While the trick happened three years ago, Imgur says it only came to light on November 23 – when he was contacted by security researcher Troy Hunt, who had been sent the stolen data as a result of running the Data breach notification service haveibeenpwned.

Hunt has tweeted since then to confirm that most of the stolen credentials were already in his database (although he seems to have tweeted the wrong date for Imgur's trick):

Imgur has not confirmed how the violation so far, saying he is still investigating. Although he notes that in 2014 he used an older hash algorithm (SHA-256) to encrypt pbadwords in his database, and suggests that hackers could have deciphered the stolen credentials using a brute-force attack.

"We updated our Algorithm to the new bcrypt algorithm last year," he adds.

Sad to say, revelations of data breaches are an all too common occurrence these days.

And a gap that affects 1.7 million users seems almost modest in comparison, next to some of the recently disclosed mega-hacks

Mainly, Yahoo's mbadive hacks in 2013 and 2014, which apparently affected to all 3BN of your accounts.

But also last week Uber revealed a huge hack that compromised the personal data of 57M Uber users and drivers.

What is remarkable here is the apparent speed of disclosure. Then, while Imgur says he only heard about the attack on November 23, on the morning of November 24, he had started notifying the affected users (through his registered email address) and forcing the resetting of pbadwords.

He also made a public disclosure of the violation through his blog on November 24, at 4 p.m.
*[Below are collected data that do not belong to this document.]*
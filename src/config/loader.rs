//! Layered configuration loading: defaults, then an optional TOML file, then
//! `PAGEWRIGHT__`-prefixed environment variables (`__` separates nested keys, e.g.
//! `PAGEWRIGHT__IMAGES__MAX_CONCURRENCY=8`).

use crate::config::PipelineConfig;
use crate::error::ConfigError;
use crate::image::ImageProvider;
use crate::synthesis::AssetSynthesizer;
use config::builder::DefaultState;
use config::{Config, ConfigBuilder, Environment, File, FileFormat};
use std::path::{Path, PathBuf};
use tracing::debug;

pub const ENV_PREFIX: &str = "PAGEWRIGHT";
pub const ENV_SEPARATOR: &str = "__";

/// Path of the config file to load, when set.
pub const ENV_CONFIG_PATH: &str = "PAGEWRIGHT_CONFIG";

const LIST_KEYS: [&str; 3] = ["images.priority", "page.sections", "page.hints"];

#[derive(Debug, Clone, Default)]
pub struct ConfigLoader {
    file: Option<PathBuf>,
    env: Option<config::Map<String, String>>,
}

impl ConfigLoader {
    pub fn new() -> Self {
        Self::default()
    }

    /// Loader for the file named by `PAGEWRIGHT_CONFIG`, if any.
    pub fn from_env() -> Self {
        Self {
            file: std::env::var_os(ENV_CONFIG_PATH).map(PathBuf::from),
            env: None,
        }
    }

    pub fn with_file(mut self, path: impl Into<PathBuf>) -> Self {
        self.file = Some(path.into());
        self
    }

    /// Read overrides from `vars` instead of the process environment.
    pub fn with_env_vars<I, K, V>(mut self, vars: I) -> Self
    where
        I: IntoIterator<Item = (K, V)>,
        K: Into<String>,
        V: Into<String>,
    {
        self.env = Some(vars.into_iter().map(|(k, v)| (k.into(), v.into())).collect());
        self
    }

    /// Load a configuration from a specific TOML file (no environment overrides).
    pub fn load_from_file(path: &Path) -> Result<PipelineConfig, ConfigError> {
        Self::new()
            .with_file(path)
            .with_env_vars(Vec::<(String, String)>::new())
            .load()
    }

    pub fn load(&self) -> Result<PipelineConfig, ConfigError> {
        let mut builder = builder_with_defaults()?;

        if let Some(path) = &self.file {
            if !path.exists() {
                return Err(ConfigError::Invalid(format!(
                    "Config file not found: {}",
                    path.display()
                )));
            }
            debug!(config_path = %path.display(), "loading config file");
            builder = builder.add_source(File::from(path.as_path()).format(FileFormat::Toml).required(true));
        }

        let mut environment = Environment::with_prefix(ENV_PREFIX)
            .prefix_separator(ENV_SEPARATOR)
            .separator(ENV_SEPARATOR)
            .try_parsing(true)
            .list_separator(",");
        for key in LIST_KEYS {
            environment = environment.with_list_parse_key(key);
        }
        if let Some(vars) = &self.env {
            environment = environment.source(Some(vars.clone()));
        }

        let config: PipelineConfig = builder.add_source(environment).build()?.try_deserialize()?;
        Ok(config)
    }
}

/// Builder with every scalar default applied.
fn builder_with_defaults() -> Result<ConfigBuilder<DefaultState>, config::ConfigError> {
    let priority: Vec<String> = ImageProvider::DEFAULT_PRIORITY
        .iter()
        .map(|p| p.as_str().to_string())
        .collect();

    Config::builder()
        .set_default("text.provider_type", "openai")?
        .set_default("text.model", "gpt-4o")?
        .set_default("images.preferred", ImageProvider::Pollinations.as_str())?
        .set_default("images.priority", priority)?
        .set_default("images.max_concurrency", AssetSynthesizer::DEFAULT_MAX_CONCURRENCY as i64)?
        .set_default("images.attempt_timeout_secs", 60_i64)?
        .set_default("images.verify_urls", false)?
        .set_default("page.page_type", "landing")?
        .set_default("page.language", "en")?
        .set_default("page.max_images", 6_i64)?
        .set_default("logging.level", "info")?
        .set_default("logging.format", "text")?
        .set_default("logging.output", "stderr")
}
//! Post-processing of raw text backend output into a skeleton draft.

use crate::integration::test_utils::THREE_IMAGE_SKELETON;
use pagewright::image::AspectRatio;
use pagewright::skeleton::{extract_document, ExtractionRule, SkeletonDraft, SkeletonResponse};

fn response(text: &str) -> SkeletonResponse {
    SkeletonResponse {
        text: text.to_string(),
        backend_id: "ollama".to_string(),
        model: "llama3".to_string(),
        prompt: "prompt".to_string(),
        usage: None,
    }
}

#[test]
fn test_extraction_rule_priority() {
    let cases = [
        ("```html\n<p>a</p>\n```", ExtractionRule::HtmlFence),
        ("Sure!\n```\n<p>b</p>\n```", ExtractionRule::GenericFence),
        ("```html <p>e</p>```", ExtractionRule::HtmlFence),
        ("Intro <html><body>c</body></html> outro", ExtractionRule::HtmlElement),
        ("<main>d</main>", ExtractionRule::RawText),
    ];
    for (raw, rule) in cases {
        assert_eq!(extract_document(raw).unwrap().rule, rule, "input: {raw}");
    }
    assert!(extract_document("  \n\t").is_none());
}

#[test]
fn test_empty_fence_falls_through_to_later_rules() {
    let raw = "```html\n\n```\n<html><body>real</body></html>";
    let extraction = extract_document(raw).unwrap();
    assert_eq!(extraction.rule, ExtractionRule::HtmlElement);
    assert_eq!(extraction.document, "<html><body>real</body></html>");
}

#[test]
fn test_draft_collects_assets_and_seo() {
    let draft = SkeletonDraft::from_response(response(THREE_IMAGE_SKELETON), "bakery").unwrap();

    assert_eq!(draft.rule, ExtractionRule::HtmlFence);
    assert!(draft.document.starts_with("<!DOCTYPE html>"));
    assert!(draft.document.ends_with("</html>"));

    let ids: Vec<&str> = draft.assets.iter().map(|a| a.id.as_str()).collect();
    assert_eq!(ids, vec!["image-1", "image-2", "image-3"]);
    assert_eq!(draft.assets[0].description, "fresh loaves");
    assert_eq!(draft.assets[0].aspect_ratio, AspectRatio::Landscape);
    assert_eq!(draft.assets[2].aspect_ratio, AspectRatio::Portrait);

    assert_eq!(draft.seo.title.as_deref(), Some("Juniper Bakery"));
    assert_eq!(draft.seo.og_title.as_deref(), Some("Juniper Bakery"));
}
PST.

Compare that with Uber, who was silent about a mbadive October 2016 rape for most of a year, after learning that hackers stole user data in November 2016.
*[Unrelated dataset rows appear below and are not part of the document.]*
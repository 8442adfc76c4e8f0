use crate::error::AttemptError;
use crate::image::backends::{build_image_http_client, check_status, malformed, require_key, ImageBackend};
use crate::image::sizes::SizeTable;
use crate::image::{AspectRatio, ImageProvider, ImageSpec};
use async_trait::async_trait;
use reqwest::Client;
use serde::Deserialize;

const PROVIDER: ImageProvider = ImageProvider::Unsplash;

/// Unsplash photo search. Uses the description as the query (style hints are ignored,
/// stock photos have no style).
pub struct UnsplashBackend {
    client: Client,
    base_url: String,
    orientations: SizeTable<&'static str>,
}

impl UnsplashBackend {
    pub fn new(base_url: Option<String>) -> Result<Self, reqwest::Error> {
        Ok(Self {
            client: build_image_http_client()?,
            base_url: base_url.unwrap_or_else(|| "https://api.unsplash.com".to_string()),
            orientations: Self::default_orientations(),
        })
    }

    pub fn default_orientations() -> SizeTable<&'static str> {
        SizeTable::new(
            vec![
                (AspectRatio::Square, "squarish"),
                (AspectRatio::Landscape, "landscape"),
                (AspectRatio::Portrait, "portrait"),
            ],
            "landscape",
        )
    }

    pub fn orientation_for(&self, aspect: AspectRatio) -> &'static str {
        *self.orientations.lookup(aspect)
    }
}

#[derive(Deserialize)]
struct SearchResponse {
    #[serde(default)]
    results: Vec<Photo>,
}

#[derive(Deserialize)]
struct Photo {
    urls: PhotoUrls,
}

#[derive(Deserialize)]
struct PhotoUrls {
    regular: Option<String>,
    full: Option<String>,
}

pub(crate) fn parse_response(body: &str) -> Result<String, AttemptError> {
    let parsed: SearchResponse = serde_json::from_str(body)
        .map_err(|e| malformed(PROVIDER, format!("invalid JSON: {}", e)))?;
    parsed
        .results
        .into_iter()
        .find_map(|photo| photo.urls.regular.or(photo.urls.full))
        .ok_or_else(|| malformed(PROVIDER, "search returned no photos"))
}

#[async_trait]
impl ImageBackend for UnsplashBackend {
    fn provider(&self) -> ImageProvider {
        PROVIDER
    }

    async fn generate(&self, spec: &ImageSpec, api_key: Option<&str>) -> Result<String, AttemptError> {
        let api_key = require_key(PROVIDER, api_key)?;
        let response = self
            .client
            .get(format!("{}/search/photos", self.base_url))
            .header("Authorization", format!("Client-ID {}", api_key))
            .header("Accept-Version", "v1")
            .query(&[
                ("query", spec.description.trim()),
                ("orientation", self.orientation_for(spec.aspect_ratio)),
                ("per_page", "1"),
            ])
            .send()
            .await
            .map_err(|e| AttemptError::from_http(PROVIDER.as_str(), e))?;
        let response = check_status(PROVIDER, response).await?;
        let body = response
            .text()
            .await
            .map_err(|e| AttemptError::from_http(PROVIDER.as_str(), e))?;
        parse_response(&body)
    }
}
In the case of Uber, the information involved also included PII (names, addresses, telephone numbers and about 600,000 US driver's licenses). Therefore, the badociated risks for users, such as identity theft, are greater.

Another thing to note is that the new incoming rules in the European Union will establish a 72-hour data breach disclosure standard from May next year. And under the GDPR data controllers will also face much more severe penalties for not complying.

Thus, for example, under the incoming rules of Europe, the recent violation disclosed by Equifax – affects ~ 143 million consumers, including some in Europe, and includes names, addresses, dates of birth, social security numbers, Driver's licenses and (for a subset) credit card information – could have resulted in a fine of up to $ 68.5M, according to projections of the company's annual revenues for 2017. [19659002] While companies that report infractions quickly – as Imgur seems to have done here – they will have a much lower risk of being slapped with large fines under GDPR, if they are also handling the data of European citizens.

Then maybe, as the financial risks of storing and managing user data increase, we will begin to see more violations of data disclosed promptly. While, over time, the hope of EU lawmakers is that there will be fewer major breaches as security and data protection receive much more executive priority.